SCHWEINFURT, Germany - "It takes hundreds of hours of lap time for a child to gain the pre-literacy skills necessary to learn to read early and well," said the National Children's Reading Foundation Web site about the need for parents to read to their children.

But don't let the number of hours be intimidating because those necessary reading skills can be attained through reading aloud to children for just 20 minutes a day, said the site.

National Read Across America was celebrated this week at the Schweinfurt schools with reading activities, games and observing Dr. Seuss' birthday on March 2. Throughout the celebration, teachers, staff, and administrators hoped to emphasize the importance of reading in all arenas of students' lives.

"Like other skills, reading is mastered over time, with lots of practice and with the help of another person," said the reading foundation Web site. And one of the primary helps comes from the child's parents.

"I can remember sitting on my dad's lap on Sunday mornings ... and him reading the comics to me," said Sara Maka, READ 180 teacher at Schweinfurt Middle School (SMS).

"Children learn how to talk by hearing talk, and they learn how to read by hearing reading," said LaVonne Ector, part-time reading recovery and part-time literacy coach at Schweinfurt Elementary School.

"Children learn more in the first five or six years than they are going to for the rest of their lives," she said.

Even once a child begins to read themselves, it is still important to read aloud together, she continued.

"Even middle-schoolers ... they enjoy it when we read to them," Maka said, describing the times she has read aloud to her class.

Adults reading to children encourages kids to read even when someone is not available to do it with them. Children are more likely to grow an affinity toward books and reading in general when it's done together on a regular basis.

"Even when I taught first-grade, the kids who were read to as pre-schoolers were more apt to pick up reading and look at books more often than someone who never had someone read to them or take them to the library," said Darlene Edgar, reading/literacy teacher at SMS.

Reading is not just for the sake of reading, either. It's the foundation for everything else in life, they said.

"You can't do math if you can't read. You can't get a job if you can't read the application," Edgar said.
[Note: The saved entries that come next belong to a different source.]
//! The node graph arena and its builder API
//!
//! `NodeGraph` owns every node, value slot and clock. Builders never fail
//! except where ranges are validated; they only append nodes. Evaluation
//! lives in [`crate::eval`].

use rustc_hash::FxHashMap;
use rustc_hash::FxHashSet;
use slotmap::SlotMap;
use smallvec::SmallVec;

use crate::config::EvalConfig;
use crate::error::{GraphError, Result};
use crate::interpolate::InterpolateConfig;
use crate::node::{
    Adaptable, BinaryOp, Clock, ClockId, ClockOp, NodeId, NodeKind, SpringProc, TimingProc,
    UnaryOp, ValueNode,
};
use crate::spring::{SpringConfig, SpringState};
use crate::timing::{TimingConfig, TimingState};

/// Internal clock storage
#[derive(Clone, Copy, Debug, Default)]
pub(crate) struct ClockState {
    pub running: bool,
    /// Timestamp of the last frame the clock ran in
    pub value: f64,
}

/// Value slots and clocks reachable from a root
#[derive(Clone, Debug, Default)]
pub(crate) struct Dependencies {
    /// Slot and its write version at the last evaluation
    pub values: SmallVec<[(NodeId, u64); 8]>,
    pub clocks: SmallVec<[ClockId; 2]>,
}

/// Last result of a root evaluated through [`NodeGraph::step`]
#[derive(Clone, Debug)]
pub(crate) struct RootCache {
    pub value: f64,
    pub deps: Dependencies,
}

/// Arena of expression nodes, value slots and clocks
pub struct NodeGraph {
    pub(crate) nodes: SlotMap<NodeId, NodeKind>,
    pub(crate) clocks: SlotMap<ClockId, ClockState>,
    /// Write counter per value slot, for change detection
    pub(crate) versions: FxHashMap<NodeId, u64>,
    /// Integrator nodes already advanced in the current frame
    pub(crate) stepped: FxHashSet<NodeId>,
    pub(crate) roots: FxHashMap<NodeId, RootCache>,
    pub(crate) frame: u64,
    pub(crate) timestamp_ms: f64,
    pub(crate) config: EvalConfig,
}

impl NodeGraph {
    /// Create an empty graph with the default configuration
    pub fn new() -> Self {
        Self::with_config(EvalConfig::default())
    }

    pub fn with_config(config: EvalConfig) -> Self {
        Self {
            nodes: SlotMap::with_key(),
            clocks: SlotMap::with_key(),
            versions: FxHashMap::default(),
            stepped: FxHashSet::default(),
            roots: FxHashMap::default(),
            frame: 0,
            timestamp_ms: 0.0,
            config,
        }
    }

    pub fn config(&self) -> &EvalConfig {
        &self.config
    }

    fn insert(&mut self, kind: NodeKind) -> NodeId {
        self.nodes.insert(kind)
    }

    // =========================================================================
    // LEAVES
    // =========================================================================

    pub fn constant(&mut self, value: f64) -> NodeId {
        self.insert(NodeKind::Constant(value))
    }

    /// Create a mutable value slot
    pub fn value(&mut self, initial: f64) -> ValueNode {
        let id = self.insert(NodeKind::Value(initial));
        self.versions.insert(id, 0);
        ValueNode(id)
    }

    /// Create a value slot that has never been written (evaluates to NaN)
    pub fn undefined(&mut self) -> ValueNode {
        self.value(f64::NAN)
    }

    /// Create a stopped clock
    pub fn clock(&mut self) -> Clock {
        Clock(self.clocks.insert(ClockState {
            running: false,
            value: self.timestamp_ms,
        }))
    }

    // =========================================================================
    // ARITHMETIC
    // =========================================================================

    fn unary(&mut self, op: UnaryOp, input: impl Into<Adaptable>) -> NodeId {
        self.insert(NodeKind::Unary {
            op,
            input: input.into(),
        })
    }

    fn binary(
        &mut self,
        op: BinaryOp,
        lhs: impl Into<Adaptable>,
        rhs: impl Into<Adaptable>,
    ) -> NodeId {
        self.insert(NodeKind::Binary {
            op,
            lhs: lhs.into(),
            rhs: rhs.into(),
        })
    }

    pub fn add(&mut self, a: impl Into<Adaptable>, b: impl Into<Adaptable>) -> NodeId {
        self.binary(BinaryOp::Add, a, b)
    }

    pub fn sub(&mut self, a: impl Into<Adaptable>, b: impl Into<Adaptable>) -> NodeId {
        self.binary(BinaryOp::Sub, a, b)
    }

    pub fn multiply(&mut self, a: impl Into<Adaptable>, b: impl Into<Adaptable>) -> NodeId {
        self.binary(BinaryOp::Multiply, a, b)
    }

    pub fn divide(&mut self, a: impl Into<Adaptable>, b: impl Into<Adaptable>) -> NodeId {
        self.binary(BinaryOp::Divide, a, b)
    }

    pub fn pow(&mut self, a: impl Into<Adaptable>, b: impl Into<Adaptable>) -> NodeId {
        self.binary(BinaryOp::Pow, a, b)
    }

    /// Remainder with the sign of the divisor
    pub fn modulo(&mut self, a: impl Into<Adaptable>, b: impl Into<Adaptable>) -> NodeId {
        self.binary(BinaryOp::Modulo, a, b)
    }

    pub fn min(&mut self, a: impl Into<Adaptable>, b: impl Into<Adaptable>) -> NodeId {
        self.binary(BinaryOp::Min, a, b)
    }

    pub fn max(&mut self, a: impl Into<Adaptable>, b: impl Into<Adaptable>) -> NodeId {
        self.binary(BinaryOp::Max, a, b)
    }

    pub fn abs(&mut self, a: impl Into<Adaptable>) -> NodeId {
        self.unary(UnaryOp::Abs, a)
    }

    /// Round half up
    pub fn round(&mut self, a: impl Into<Adaptable>) -> NodeId {
        self.unary(UnaryOp::Round, a)
    }

    pub fn floor(&mut self, a: impl Into<Adaptable>) -> NodeId {
        self.unary(UnaryOp::Floor, a)
    }

    pub fn ceil(&mut self, a: impl Into<Adaptable>) -> NodeId {
        self.unary(UnaryOp::Ceil, a)
    }

    pub fn sqrt(&mut self, a: impl Into<Adaptable>) -> NodeId {
        self.unary(UnaryOp::Sqrt, a)
    }

    pub fn exp(&mut self, a: impl Into<Adaptable>) -> NodeId {
        self.unary(UnaryOp::Exp, a)
    }

    // =========================================================================
    // COMPARISON & LOGIC
    // =========================================================================

    pub fn eq(&mut self, a: impl Into<Adaptable>, b: impl Into<Adaptable>) -> NodeId {
        self.binary(BinaryOp::Eq, a, b)
    }

    pub fn neq(&mut self, a: impl Into<Adaptable>, b: impl Into<Adaptable>) -> NodeId {
        self.binary(BinaryOp::Neq, a, b)
    }

    pub fn less_than(&mut self, a: impl Into<Adaptable>, b: impl Into<Adaptable>) -> NodeId {
        self.binary(BinaryOp::LessThan, a, b)
    }

    pub fn less_or_eq(&mut self, a: impl Into<Adaptable>, b: impl Into<Adaptable>) -> NodeId {
        self.binary(BinaryOp::LessOrEq, a, b)
    }

    pub fn greater_than(&mut self, a: impl Into<Adaptable>, b: impl Into<Adaptable>) -> NodeId {
        self.binary(BinaryOp::GreaterThan, a, b)
    }

    pub fn greater_or_eq(&mut self, a: impl Into<Adaptable>, b: impl Into<Adaptable>) -> NodeId {
        self.binary(BinaryOp::GreaterOrEq, a, b)
    }

    pub fn and(&mut self, a: impl Into<Adaptable>, b: impl Into<Adaptable>) -> NodeId {
        self.binary(BinaryOp::And, a, b)
    }

    pub fn or(&mut self, a: impl Into<Adaptable>, b: impl Into<Adaptable>) -> NodeId {
        self.binary(BinaryOp::Or, a, b)
    }

    pub fn not(&mut self, a: impl Into<Adaptable>) -> NodeId {
        self.unary(UnaryOp::Not, a)
    }

    // =========================================================================
    // CONTROL FLOW & SIDE EFFECTS
    // =========================================================================

    /// Evaluate `then` when `test` is truthy, `otherwise` when it is not
    ///
    /// Exactly one branch is evaluated per frame.
    pub fn cond(
        &mut self,
        test: impl Into<Adaptable>,
        then: impl Into<Adaptable>,
        otherwise: impl Into<Adaptable>,
    ) -> NodeId {
        self.insert(NodeKind::Cond {
            test: test.into(),
            then: then.into(),
            otherwise: Some(otherwise.into()),
        })
    }

    /// `cond` without an else branch; a falsy test yields NaN
    pub fn when(&mut self, test: impl Into<Adaptable>, then: impl Into<Adaptable>) -> NodeId {
        self.insert(NodeKind::Cond {
            test: test.into(),
            then: then.into(),
            otherwise: None,
        })
    }

    /// Evaluate children in order, yielding the last one
    pub fn block<I>(&mut self, children: I) -> NodeId
    where
        I: IntoIterator,
        I::Item: Into<Adaptable>,
    {
        let children = children.into_iter().map(Into::into).collect();
        self.insert(NodeKind::Block(children))
    }

    /// Write `source` into `target`, yielding the written value
    pub fn set(&mut self, target: ValueNode, source: impl Into<Adaptable>) -> NodeId {
        self.insert(NodeKind::Set {
            target,
            source: source.into(),
        })
    }

    /// Log `label` and the value of `input` each time it is evaluated
    pub fn debug(&mut self, label: impl Into<String>, input: impl Into<Adaptable>) -> NodeId {
        self.insert(NodeKind::Debug {
            label: label.into(),
            input: input.into(),
        })
    }

    // =========================================================================
    // CLOCKS
    // =========================================================================

    /// 1 while the clock is running, 0 otherwise
    pub fn clock_running(&mut self, clock: Clock) -> NodeId {
        self.insert(NodeKind::Clock {
            op: ClockOp::Running,
            clock,
        })
    }

    pub fn start_clock(&mut self, clock: Clock) -> NodeId {
        self.insert(NodeKind::Clock {
            op: ClockOp::Start,
            clock,
        })
    }

    pub fn stop_clock(&mut self, clock: Clock) -> NodeId {
        self.insert(NodeKind::Clock {
            op: ClockOp::Stop,
            clock,
        })
    }

    // =========================================================================
    // COMPOSITE
    // =========================================================================

    /// Piecewise-linear mapping of `input` through `config`
    pub fn interpolate(
        &mut self,
        input: impl Into<Adaptable>,
        config: InterpolateConfig,
    ) -> Result<NodeId> {
        config.validate()?;
        Ok(self.insert(NodeKind::Interpolate {
            input: input.into(),
            input_range: config.input_range,
            output_range: config.output_range,
            extrapolate_left: config.extrapolate_left,
            extrapolate_right: config.extrapolate_right,
        }))
    }

    /// Opaque color from channels in `[0, 255]`, packed as `0xAARRGGBB`
    pub fn color(
        &mut self,
        r: impl Into<Adaptable>,
        g: impl Into<Adaptable>,
        b: impl Into<Adaptable>,
    ) -> NodeId {
        self.color_rgba(r, g, b, 1.0)
    }

    /// Color with alpha in `[0, 1]`
    pub fn color_rgba(
        &mut self,
        r: impl Into<Adaptable>,
        g: impl Into<Adaptable>,
        b: impl Into<Adaptable>,
        a: impl Into<Adaptable>,
    ) -> NodeId {
        self.insert(NodeKind::Color {
            r: r.into(),
            g: g.into(),
            b: b.into(),
            a: a.into(),
        })
    }

    /// Fresh value slots for one spring animation
    pub fn spring_state(&mut self) -> SpringState {
        SpringState {
            finished: self.value(0.0),
            velocity: self.value(0.0),
            position: self.value(0.0),
            time: self.value(0.0),
        }
    }

    /// Fresh value slots for one timing animation
    pub fn timing_state(&mut self) -> TimingState {
        TimingState {
            finished: self.value(0.0),
            position: self.value(0.0),
            time: self.value(0.0),
            frame_time: self.value(0.0),
        }
    }

    /// Spring integrator: advances `state` toward `to_value` once per frame
    /// and yields the new position
    pub fn spring(
        &mut self,
        clock: Clock,
        state: SpringState,
        to_value: impl Into<Adaptable>,
        config: SpringConfig,
    ) -> NodeId {
        self.insert(NodeKind::Spring(Box::new(SpringProc {
            clock,
            state,
            to_value: to_value.into(),
            config,
        })))
    }

    /// Timing integrator: advances `state` along `config` once per frame and
    /// yields the new position
    pub fn timing(&mut self, clock: Clock, state: TimingState, config: TimingConfig) -> NodeId {
        self.insert(NodeKind::Timing(Box::new(TimingProc {
            clock,
            state,
            to_value: config.to_value,
            duration: config.duration,
            easing: config.easing,
        })))
    }

    // =========================================================================
    // DIRECT ACCESS
    // =========================================================================

    /// Write a value slot from outside the graph (gesture input, props)
    pub fn set_value(&mut self, value: ValueNode, v: f64) -> Result<()> {
        self.write_value(value, v)
    }

    /// Read a value slot without evaluating anything
    pub fn get_value(&self, value: ValueNode) -> Result<f64> {
        match self.nodes.get(value.0) {
            Some(NodeKind::Value(v)) => Ok(*v),
            _ => Err(GraphError::UnknownNode(value.0)),
        }
    }

    pub(crate) fn write_value(&mut self, value: ValueNode, v: f64) -> Result<()> {
        match self.nodes.get_mut(value.0) {
            Some(NodeKind::Value(slot)) => {
                *slot = v;
                *self.versions.entry(value.0).or_insert(0) += 1;
                Ok(())
            }
            _ => Err(GraphError::UnknownNode(value.0)),
        }
    }

    pub fn is_clock_running(&self, clock: Clock) -> Result<bool> {
        self.clocks
            .get(clock.0)
            .map(|c| c.running)
            .ok_or(GraphError::UnknownClock(clock))
    }

    /// Check if any clock still needs frames
    pub fn has_running_clocks(&self) -> bool {
        self.clocks.values().any(|c| c.running)
    }

    pub fn contains(&self, node: NodeId) -> bool {
        self.nodes.contains_key(node)
    }

    /// Remove a node; nodes still referencing it fail to evaluate
    pub fn remove(&mut self, node: NodeId) -> bool {
        self.versions.remove(&node);
        self.roots.remove(&node);
        self.nodes.remove(node).is_some()
    }

    /// Get statistics about the graph
    pub fn stats(&self) -> GraphStats {
        GraphStats {
            node_count: self.nodes.len(),
            value_count: self.versions.len(),
            clock_count: self.clocks.len(),
            running_clocks: self.clocks.values().filter(|c| c.running).count(),
            frame: self.frame,
        }
    }
}

impl Default for NodeGraph {
    fn default() -> Self {
        Self::new()
    }
}

/// Statistics about the node graph
#[derive(Debug, Clone, PartialEq, Eq)]
pub struct GraphStats {
    pub node_count: usize,
    pub value_count: usize,
    pub clock_count: usize,
    pub running_clocks: usize,
    pub frame: u64,
}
"If they have trouble reading in school, they are going to have trouble in all their subjects. Reading really is the most important thing," Ector said.

"Good readers are usually good writers," said Darlene Spencer, language arts teacher at SMS.

Not only is reading aloud vital, but having books around the house for the skill level of your children is important. If a page has more than a couple words that are unknown to the child, frustration may set in.

"When I needed to go to the library, they took me," Spencer about her parents when she was a child. "I can remember piles of children's books when I was 5."

Frequent visits to the library and bedtime stories are only a few of the possible ways for parents to approach reading. Parents can make lists of chores for their kids to check off or a calendar of events for them to follow. Families can read recipes and cook together or kids can be sent on a scavenger hunt with written clues. There is no limit to creative ways of incorporating reading into the lives of children. Not only do these activities promote reading, they also lend to family bonding and encourage listening skills.

"Focus on them when their little. If you give them a good start when they're younger they're not going to have problems when they're older," Ector said. "The most important thing you can do to help your child to be a success is to read to them."